Excerpts from a dataset
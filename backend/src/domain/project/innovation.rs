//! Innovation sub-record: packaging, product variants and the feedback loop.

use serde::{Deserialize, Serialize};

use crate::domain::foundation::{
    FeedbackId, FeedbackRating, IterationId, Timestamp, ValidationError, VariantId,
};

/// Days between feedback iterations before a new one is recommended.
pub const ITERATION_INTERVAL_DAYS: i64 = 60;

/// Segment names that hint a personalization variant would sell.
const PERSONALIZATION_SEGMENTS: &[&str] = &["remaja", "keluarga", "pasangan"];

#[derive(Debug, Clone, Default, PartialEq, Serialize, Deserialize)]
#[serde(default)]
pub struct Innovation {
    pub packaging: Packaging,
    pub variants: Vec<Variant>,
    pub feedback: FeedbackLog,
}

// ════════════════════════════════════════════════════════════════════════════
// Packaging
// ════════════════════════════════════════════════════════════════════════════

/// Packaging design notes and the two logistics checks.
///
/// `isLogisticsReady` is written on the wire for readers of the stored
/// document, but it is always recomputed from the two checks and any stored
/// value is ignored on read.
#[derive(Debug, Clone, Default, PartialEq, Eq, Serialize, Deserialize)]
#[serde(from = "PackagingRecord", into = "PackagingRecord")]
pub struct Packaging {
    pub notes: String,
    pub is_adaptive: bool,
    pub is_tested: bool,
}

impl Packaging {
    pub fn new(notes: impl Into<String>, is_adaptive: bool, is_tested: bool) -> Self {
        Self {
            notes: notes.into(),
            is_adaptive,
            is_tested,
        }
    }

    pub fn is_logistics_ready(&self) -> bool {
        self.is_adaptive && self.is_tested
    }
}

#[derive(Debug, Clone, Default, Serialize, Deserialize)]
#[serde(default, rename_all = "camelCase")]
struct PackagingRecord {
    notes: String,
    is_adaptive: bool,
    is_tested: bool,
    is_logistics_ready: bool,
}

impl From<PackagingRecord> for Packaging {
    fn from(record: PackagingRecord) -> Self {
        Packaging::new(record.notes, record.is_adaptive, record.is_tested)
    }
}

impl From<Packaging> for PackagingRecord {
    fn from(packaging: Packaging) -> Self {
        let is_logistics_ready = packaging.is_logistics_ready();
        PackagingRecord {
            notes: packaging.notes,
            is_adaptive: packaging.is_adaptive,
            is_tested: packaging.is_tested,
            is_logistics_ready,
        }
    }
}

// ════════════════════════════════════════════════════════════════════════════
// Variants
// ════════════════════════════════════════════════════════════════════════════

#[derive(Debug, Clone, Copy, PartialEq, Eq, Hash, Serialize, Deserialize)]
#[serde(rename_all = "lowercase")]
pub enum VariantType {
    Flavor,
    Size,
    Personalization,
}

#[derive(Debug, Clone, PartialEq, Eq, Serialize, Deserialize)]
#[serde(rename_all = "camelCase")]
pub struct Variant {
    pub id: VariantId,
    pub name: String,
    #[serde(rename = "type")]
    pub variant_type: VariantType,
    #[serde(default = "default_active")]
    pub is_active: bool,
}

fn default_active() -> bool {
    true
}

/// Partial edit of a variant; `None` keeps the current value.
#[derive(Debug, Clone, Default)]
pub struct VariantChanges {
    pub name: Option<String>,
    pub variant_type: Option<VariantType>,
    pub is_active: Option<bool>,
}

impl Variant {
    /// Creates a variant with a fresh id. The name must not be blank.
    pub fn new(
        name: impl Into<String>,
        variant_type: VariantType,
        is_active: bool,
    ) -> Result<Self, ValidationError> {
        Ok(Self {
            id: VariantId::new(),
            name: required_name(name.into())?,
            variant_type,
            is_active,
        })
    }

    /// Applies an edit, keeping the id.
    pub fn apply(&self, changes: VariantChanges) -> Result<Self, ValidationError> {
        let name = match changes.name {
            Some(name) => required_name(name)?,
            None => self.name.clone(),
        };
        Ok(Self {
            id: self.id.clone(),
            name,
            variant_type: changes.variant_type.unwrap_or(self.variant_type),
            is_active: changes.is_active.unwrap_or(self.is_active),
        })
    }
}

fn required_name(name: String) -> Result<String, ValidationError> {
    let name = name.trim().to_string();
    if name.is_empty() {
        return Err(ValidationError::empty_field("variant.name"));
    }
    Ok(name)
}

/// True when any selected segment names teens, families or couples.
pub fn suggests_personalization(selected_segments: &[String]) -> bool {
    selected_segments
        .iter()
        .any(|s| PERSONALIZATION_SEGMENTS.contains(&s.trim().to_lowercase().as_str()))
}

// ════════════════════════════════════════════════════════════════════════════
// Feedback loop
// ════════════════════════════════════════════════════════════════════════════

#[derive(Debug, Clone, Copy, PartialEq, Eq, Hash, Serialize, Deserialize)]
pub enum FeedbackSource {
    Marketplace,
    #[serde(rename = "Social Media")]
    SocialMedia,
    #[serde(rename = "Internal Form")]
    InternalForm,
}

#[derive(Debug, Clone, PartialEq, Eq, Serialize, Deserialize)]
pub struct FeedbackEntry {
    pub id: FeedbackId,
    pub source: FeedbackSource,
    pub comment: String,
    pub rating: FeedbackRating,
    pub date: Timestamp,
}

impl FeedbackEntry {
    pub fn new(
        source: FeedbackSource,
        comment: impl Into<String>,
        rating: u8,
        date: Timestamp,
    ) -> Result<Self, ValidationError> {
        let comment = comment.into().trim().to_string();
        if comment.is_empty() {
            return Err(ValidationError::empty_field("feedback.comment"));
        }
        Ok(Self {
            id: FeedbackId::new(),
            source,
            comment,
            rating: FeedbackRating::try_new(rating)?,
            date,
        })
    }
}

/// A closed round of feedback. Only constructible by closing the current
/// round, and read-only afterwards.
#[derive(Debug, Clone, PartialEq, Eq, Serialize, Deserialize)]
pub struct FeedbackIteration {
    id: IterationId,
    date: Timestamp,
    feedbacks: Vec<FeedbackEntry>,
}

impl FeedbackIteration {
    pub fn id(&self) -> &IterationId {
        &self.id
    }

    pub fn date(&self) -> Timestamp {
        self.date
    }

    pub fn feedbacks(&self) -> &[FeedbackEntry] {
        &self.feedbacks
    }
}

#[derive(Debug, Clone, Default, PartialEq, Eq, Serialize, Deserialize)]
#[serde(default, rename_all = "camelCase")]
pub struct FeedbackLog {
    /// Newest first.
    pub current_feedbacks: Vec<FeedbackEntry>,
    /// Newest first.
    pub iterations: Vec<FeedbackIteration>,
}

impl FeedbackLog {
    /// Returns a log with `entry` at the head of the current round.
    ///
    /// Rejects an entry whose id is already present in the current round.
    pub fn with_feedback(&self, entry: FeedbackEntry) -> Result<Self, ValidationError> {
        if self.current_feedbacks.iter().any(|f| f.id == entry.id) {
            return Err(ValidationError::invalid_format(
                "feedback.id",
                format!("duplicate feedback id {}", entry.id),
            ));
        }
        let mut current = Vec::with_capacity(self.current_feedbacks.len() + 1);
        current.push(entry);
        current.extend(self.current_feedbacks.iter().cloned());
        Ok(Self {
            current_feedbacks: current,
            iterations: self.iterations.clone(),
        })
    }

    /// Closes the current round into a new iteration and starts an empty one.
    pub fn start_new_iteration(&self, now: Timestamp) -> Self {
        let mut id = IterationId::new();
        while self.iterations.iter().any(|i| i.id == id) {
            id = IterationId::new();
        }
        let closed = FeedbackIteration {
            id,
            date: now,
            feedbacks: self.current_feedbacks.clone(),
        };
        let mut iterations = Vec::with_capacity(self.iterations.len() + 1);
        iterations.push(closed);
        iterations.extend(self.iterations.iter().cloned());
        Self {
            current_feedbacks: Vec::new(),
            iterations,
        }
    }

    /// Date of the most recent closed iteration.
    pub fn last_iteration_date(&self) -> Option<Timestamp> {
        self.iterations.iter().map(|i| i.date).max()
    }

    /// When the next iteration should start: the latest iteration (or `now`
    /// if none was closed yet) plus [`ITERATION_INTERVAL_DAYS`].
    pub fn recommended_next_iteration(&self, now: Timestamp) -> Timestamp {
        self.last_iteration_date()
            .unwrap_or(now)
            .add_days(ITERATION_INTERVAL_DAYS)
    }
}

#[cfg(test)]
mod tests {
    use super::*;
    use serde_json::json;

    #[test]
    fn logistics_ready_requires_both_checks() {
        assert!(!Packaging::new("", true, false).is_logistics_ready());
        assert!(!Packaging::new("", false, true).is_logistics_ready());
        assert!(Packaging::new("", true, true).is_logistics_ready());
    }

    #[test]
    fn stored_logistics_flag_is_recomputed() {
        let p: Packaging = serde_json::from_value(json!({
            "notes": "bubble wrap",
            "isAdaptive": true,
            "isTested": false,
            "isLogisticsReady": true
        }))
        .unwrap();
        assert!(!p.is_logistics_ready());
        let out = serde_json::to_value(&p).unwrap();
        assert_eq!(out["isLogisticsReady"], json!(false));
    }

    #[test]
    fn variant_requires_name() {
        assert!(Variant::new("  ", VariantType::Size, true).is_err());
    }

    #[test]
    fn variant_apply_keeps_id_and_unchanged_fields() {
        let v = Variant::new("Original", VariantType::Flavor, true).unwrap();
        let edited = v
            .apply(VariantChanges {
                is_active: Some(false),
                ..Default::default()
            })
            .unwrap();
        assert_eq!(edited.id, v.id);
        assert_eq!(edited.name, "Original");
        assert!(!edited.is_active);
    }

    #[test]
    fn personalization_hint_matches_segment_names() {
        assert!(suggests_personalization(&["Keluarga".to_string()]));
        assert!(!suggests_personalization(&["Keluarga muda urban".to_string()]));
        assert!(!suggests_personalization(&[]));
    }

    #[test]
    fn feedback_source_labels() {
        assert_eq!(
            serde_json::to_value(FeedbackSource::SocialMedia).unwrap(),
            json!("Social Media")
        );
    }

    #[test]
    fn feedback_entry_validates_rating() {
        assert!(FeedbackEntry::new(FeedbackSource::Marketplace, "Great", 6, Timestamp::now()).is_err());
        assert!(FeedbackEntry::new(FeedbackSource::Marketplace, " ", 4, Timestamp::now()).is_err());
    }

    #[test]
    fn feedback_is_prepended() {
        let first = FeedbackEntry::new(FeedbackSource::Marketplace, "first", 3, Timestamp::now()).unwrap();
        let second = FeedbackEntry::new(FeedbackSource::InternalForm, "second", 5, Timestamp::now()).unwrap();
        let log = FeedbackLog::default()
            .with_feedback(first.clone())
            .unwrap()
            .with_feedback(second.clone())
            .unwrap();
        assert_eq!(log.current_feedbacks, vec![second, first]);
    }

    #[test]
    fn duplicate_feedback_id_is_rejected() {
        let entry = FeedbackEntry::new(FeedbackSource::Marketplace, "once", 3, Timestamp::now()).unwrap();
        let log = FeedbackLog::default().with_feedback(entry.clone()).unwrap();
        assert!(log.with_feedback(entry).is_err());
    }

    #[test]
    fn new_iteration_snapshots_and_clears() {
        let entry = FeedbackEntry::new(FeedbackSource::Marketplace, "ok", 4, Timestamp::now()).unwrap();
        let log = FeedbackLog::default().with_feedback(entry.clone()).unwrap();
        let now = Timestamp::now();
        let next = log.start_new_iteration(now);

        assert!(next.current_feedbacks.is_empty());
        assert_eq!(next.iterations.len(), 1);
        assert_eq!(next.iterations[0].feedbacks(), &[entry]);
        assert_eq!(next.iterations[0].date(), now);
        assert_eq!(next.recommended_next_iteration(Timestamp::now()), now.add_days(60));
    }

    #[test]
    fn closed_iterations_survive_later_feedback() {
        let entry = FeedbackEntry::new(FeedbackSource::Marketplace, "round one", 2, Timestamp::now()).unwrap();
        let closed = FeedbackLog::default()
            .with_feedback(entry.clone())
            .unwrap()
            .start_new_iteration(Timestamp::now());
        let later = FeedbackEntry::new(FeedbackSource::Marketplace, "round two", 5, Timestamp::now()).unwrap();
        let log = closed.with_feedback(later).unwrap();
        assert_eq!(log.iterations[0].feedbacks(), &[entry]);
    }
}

==

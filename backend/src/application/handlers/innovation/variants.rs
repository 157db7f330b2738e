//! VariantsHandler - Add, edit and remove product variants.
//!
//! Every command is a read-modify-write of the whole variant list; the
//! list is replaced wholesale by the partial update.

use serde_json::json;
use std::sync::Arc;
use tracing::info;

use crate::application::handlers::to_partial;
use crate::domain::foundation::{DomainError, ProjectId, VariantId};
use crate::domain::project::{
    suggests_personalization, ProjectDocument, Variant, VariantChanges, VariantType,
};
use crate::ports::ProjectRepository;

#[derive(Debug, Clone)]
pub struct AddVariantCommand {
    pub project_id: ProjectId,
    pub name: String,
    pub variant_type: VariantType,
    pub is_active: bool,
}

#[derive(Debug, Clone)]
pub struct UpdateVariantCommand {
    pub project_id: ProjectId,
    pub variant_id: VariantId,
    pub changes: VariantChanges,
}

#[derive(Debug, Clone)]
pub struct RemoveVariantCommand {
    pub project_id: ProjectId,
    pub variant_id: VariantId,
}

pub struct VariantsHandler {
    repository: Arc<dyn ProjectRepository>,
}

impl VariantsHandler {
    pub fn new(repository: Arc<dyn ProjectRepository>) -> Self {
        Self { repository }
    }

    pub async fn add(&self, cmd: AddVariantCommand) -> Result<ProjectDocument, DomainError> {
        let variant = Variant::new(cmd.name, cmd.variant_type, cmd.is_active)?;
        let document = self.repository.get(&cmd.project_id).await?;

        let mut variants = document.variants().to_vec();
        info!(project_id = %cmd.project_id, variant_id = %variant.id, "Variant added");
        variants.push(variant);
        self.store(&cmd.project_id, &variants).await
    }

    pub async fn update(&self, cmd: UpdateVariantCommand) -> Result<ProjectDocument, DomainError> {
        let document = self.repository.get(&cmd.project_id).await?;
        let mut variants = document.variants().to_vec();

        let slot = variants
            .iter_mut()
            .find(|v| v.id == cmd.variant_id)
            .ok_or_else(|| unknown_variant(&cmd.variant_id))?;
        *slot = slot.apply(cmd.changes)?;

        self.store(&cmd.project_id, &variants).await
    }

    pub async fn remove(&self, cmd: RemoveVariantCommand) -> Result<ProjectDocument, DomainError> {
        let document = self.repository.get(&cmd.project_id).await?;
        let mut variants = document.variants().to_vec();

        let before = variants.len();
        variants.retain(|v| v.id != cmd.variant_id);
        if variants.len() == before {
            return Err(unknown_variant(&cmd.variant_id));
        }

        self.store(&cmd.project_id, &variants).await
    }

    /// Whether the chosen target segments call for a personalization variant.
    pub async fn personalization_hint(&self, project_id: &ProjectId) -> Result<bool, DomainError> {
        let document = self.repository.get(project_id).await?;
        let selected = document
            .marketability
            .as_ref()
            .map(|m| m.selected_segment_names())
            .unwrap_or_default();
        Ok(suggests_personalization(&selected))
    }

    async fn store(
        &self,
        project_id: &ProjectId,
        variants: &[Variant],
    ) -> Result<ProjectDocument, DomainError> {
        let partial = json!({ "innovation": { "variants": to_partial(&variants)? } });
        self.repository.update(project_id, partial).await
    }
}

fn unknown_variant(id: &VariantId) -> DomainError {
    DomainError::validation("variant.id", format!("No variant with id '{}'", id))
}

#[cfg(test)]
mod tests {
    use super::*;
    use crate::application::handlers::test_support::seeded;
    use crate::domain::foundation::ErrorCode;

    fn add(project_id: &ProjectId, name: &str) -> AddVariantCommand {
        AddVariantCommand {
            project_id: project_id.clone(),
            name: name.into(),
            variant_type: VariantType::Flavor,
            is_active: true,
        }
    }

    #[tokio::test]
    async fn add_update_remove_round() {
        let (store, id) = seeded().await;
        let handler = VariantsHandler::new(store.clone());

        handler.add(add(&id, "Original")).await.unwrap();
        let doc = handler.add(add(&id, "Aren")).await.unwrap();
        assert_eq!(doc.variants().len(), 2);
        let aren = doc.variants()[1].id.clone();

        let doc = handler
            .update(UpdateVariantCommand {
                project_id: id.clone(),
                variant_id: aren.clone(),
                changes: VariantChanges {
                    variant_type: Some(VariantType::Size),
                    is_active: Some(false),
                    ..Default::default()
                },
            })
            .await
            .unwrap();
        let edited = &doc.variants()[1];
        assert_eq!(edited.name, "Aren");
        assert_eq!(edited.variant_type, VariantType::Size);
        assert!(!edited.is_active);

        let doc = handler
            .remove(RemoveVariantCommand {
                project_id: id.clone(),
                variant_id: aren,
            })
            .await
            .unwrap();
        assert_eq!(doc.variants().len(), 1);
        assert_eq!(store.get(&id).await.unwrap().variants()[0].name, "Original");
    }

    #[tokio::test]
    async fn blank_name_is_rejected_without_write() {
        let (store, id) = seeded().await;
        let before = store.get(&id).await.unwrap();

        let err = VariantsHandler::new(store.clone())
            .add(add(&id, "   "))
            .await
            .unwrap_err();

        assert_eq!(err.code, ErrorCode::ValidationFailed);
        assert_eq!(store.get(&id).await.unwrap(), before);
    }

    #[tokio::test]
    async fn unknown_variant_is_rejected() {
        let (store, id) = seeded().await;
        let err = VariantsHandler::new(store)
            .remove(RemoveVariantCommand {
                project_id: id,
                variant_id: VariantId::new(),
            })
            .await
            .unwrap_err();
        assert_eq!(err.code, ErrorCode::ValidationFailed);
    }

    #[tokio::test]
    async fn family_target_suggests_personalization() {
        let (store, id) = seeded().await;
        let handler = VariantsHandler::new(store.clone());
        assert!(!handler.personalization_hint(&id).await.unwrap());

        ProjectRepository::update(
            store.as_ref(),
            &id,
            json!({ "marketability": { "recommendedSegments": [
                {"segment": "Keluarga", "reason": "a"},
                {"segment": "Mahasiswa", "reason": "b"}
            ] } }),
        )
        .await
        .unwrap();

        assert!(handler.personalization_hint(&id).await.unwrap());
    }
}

Required work »
If a line in the records above holds the string "FeedbackIteration", copy it out.

Written reply »
pub struct FeedbackIteration {
impl FeedbackIteration {
    pub iterations: Vec<FeedbackIteration>,
        let closed = FeedbackIteration {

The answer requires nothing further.